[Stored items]

--- --- ---

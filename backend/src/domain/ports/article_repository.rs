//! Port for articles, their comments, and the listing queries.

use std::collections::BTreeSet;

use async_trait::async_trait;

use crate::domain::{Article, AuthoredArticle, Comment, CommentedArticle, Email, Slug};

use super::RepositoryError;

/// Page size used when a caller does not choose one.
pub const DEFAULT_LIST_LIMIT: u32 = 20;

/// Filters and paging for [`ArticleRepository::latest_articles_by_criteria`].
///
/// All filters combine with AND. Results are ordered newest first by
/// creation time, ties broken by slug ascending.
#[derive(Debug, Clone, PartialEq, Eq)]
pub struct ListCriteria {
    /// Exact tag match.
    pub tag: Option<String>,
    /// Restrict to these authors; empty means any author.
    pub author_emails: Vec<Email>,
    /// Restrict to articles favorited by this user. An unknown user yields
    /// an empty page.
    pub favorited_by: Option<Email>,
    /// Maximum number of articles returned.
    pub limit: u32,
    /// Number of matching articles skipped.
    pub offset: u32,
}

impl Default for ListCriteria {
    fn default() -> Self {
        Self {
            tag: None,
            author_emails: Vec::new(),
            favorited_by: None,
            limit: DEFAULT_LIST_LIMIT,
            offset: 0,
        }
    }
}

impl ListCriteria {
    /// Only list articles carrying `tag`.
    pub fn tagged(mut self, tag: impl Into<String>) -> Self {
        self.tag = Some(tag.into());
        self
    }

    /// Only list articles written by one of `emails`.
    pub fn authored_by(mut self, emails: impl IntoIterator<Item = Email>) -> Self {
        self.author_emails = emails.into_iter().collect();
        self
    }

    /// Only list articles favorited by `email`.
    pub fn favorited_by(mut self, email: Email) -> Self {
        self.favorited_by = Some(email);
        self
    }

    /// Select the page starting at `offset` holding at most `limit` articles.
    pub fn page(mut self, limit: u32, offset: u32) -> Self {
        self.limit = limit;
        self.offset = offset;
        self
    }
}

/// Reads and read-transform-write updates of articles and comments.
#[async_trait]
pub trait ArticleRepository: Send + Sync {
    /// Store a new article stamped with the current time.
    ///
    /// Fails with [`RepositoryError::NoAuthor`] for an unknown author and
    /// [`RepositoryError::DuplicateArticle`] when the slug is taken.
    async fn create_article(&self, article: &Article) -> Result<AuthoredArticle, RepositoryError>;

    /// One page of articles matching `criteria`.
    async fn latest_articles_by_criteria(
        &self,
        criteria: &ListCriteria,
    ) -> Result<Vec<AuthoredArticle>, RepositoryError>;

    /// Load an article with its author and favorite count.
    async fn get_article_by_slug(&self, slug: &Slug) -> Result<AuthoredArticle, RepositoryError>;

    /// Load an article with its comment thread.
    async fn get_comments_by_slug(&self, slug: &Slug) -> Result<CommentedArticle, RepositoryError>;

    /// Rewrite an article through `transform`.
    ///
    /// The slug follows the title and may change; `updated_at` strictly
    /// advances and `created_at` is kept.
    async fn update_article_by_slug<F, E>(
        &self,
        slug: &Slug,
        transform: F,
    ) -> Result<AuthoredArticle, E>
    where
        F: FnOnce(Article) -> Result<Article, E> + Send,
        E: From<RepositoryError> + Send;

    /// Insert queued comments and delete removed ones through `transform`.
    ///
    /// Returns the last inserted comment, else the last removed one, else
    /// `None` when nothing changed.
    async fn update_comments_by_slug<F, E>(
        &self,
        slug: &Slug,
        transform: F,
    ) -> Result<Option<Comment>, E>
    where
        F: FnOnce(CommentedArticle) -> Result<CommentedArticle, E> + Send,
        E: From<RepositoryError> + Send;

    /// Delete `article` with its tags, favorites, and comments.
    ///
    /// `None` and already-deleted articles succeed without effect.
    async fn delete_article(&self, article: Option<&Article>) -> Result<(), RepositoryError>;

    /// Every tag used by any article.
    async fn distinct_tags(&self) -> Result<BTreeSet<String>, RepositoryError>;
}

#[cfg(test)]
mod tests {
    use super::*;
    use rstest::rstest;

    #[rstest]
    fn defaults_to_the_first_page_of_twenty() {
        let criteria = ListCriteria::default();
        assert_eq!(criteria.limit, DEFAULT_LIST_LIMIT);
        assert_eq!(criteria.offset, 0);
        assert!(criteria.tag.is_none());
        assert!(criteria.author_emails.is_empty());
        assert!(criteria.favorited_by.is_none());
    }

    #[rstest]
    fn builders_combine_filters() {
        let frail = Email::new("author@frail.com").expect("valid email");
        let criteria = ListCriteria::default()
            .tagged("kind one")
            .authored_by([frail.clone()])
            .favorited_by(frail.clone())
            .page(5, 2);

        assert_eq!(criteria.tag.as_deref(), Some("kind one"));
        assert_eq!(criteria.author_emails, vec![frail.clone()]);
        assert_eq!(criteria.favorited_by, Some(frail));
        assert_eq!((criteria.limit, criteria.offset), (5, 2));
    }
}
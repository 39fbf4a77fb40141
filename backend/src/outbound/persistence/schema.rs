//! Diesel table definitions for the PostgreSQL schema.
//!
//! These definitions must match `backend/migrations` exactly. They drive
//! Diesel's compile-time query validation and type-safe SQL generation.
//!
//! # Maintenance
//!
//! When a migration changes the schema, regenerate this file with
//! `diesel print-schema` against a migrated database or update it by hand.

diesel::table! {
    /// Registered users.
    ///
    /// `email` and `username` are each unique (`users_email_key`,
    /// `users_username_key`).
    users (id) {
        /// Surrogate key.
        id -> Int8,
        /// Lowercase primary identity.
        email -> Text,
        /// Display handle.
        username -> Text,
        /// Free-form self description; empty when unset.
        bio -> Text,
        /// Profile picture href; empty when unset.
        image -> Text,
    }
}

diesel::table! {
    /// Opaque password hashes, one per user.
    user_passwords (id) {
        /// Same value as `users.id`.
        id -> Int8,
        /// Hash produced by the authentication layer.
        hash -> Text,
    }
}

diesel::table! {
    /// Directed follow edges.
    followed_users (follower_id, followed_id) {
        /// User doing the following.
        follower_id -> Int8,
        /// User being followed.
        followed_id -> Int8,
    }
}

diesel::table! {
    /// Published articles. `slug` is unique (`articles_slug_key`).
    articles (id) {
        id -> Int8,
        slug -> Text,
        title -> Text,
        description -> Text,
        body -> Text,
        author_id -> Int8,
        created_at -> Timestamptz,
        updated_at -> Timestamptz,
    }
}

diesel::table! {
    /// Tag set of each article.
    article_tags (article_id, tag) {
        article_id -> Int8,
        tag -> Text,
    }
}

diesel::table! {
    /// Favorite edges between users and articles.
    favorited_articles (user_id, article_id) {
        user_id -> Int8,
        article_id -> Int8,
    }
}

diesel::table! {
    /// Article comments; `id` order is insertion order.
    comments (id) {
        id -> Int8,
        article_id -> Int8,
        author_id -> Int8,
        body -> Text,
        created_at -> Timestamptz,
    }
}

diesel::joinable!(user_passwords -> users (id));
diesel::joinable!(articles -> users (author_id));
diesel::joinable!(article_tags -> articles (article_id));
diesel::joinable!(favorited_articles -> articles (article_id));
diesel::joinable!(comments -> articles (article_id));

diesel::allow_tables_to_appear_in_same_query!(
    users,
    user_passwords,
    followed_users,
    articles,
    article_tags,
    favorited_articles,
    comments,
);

--- --- ---

About this exercise: Report each line of the data that includes the string "filename".

Answer space:
filename backend/src/domain/ports/article_repository.rs
filename backend/src/outbound/persistence/schema.rs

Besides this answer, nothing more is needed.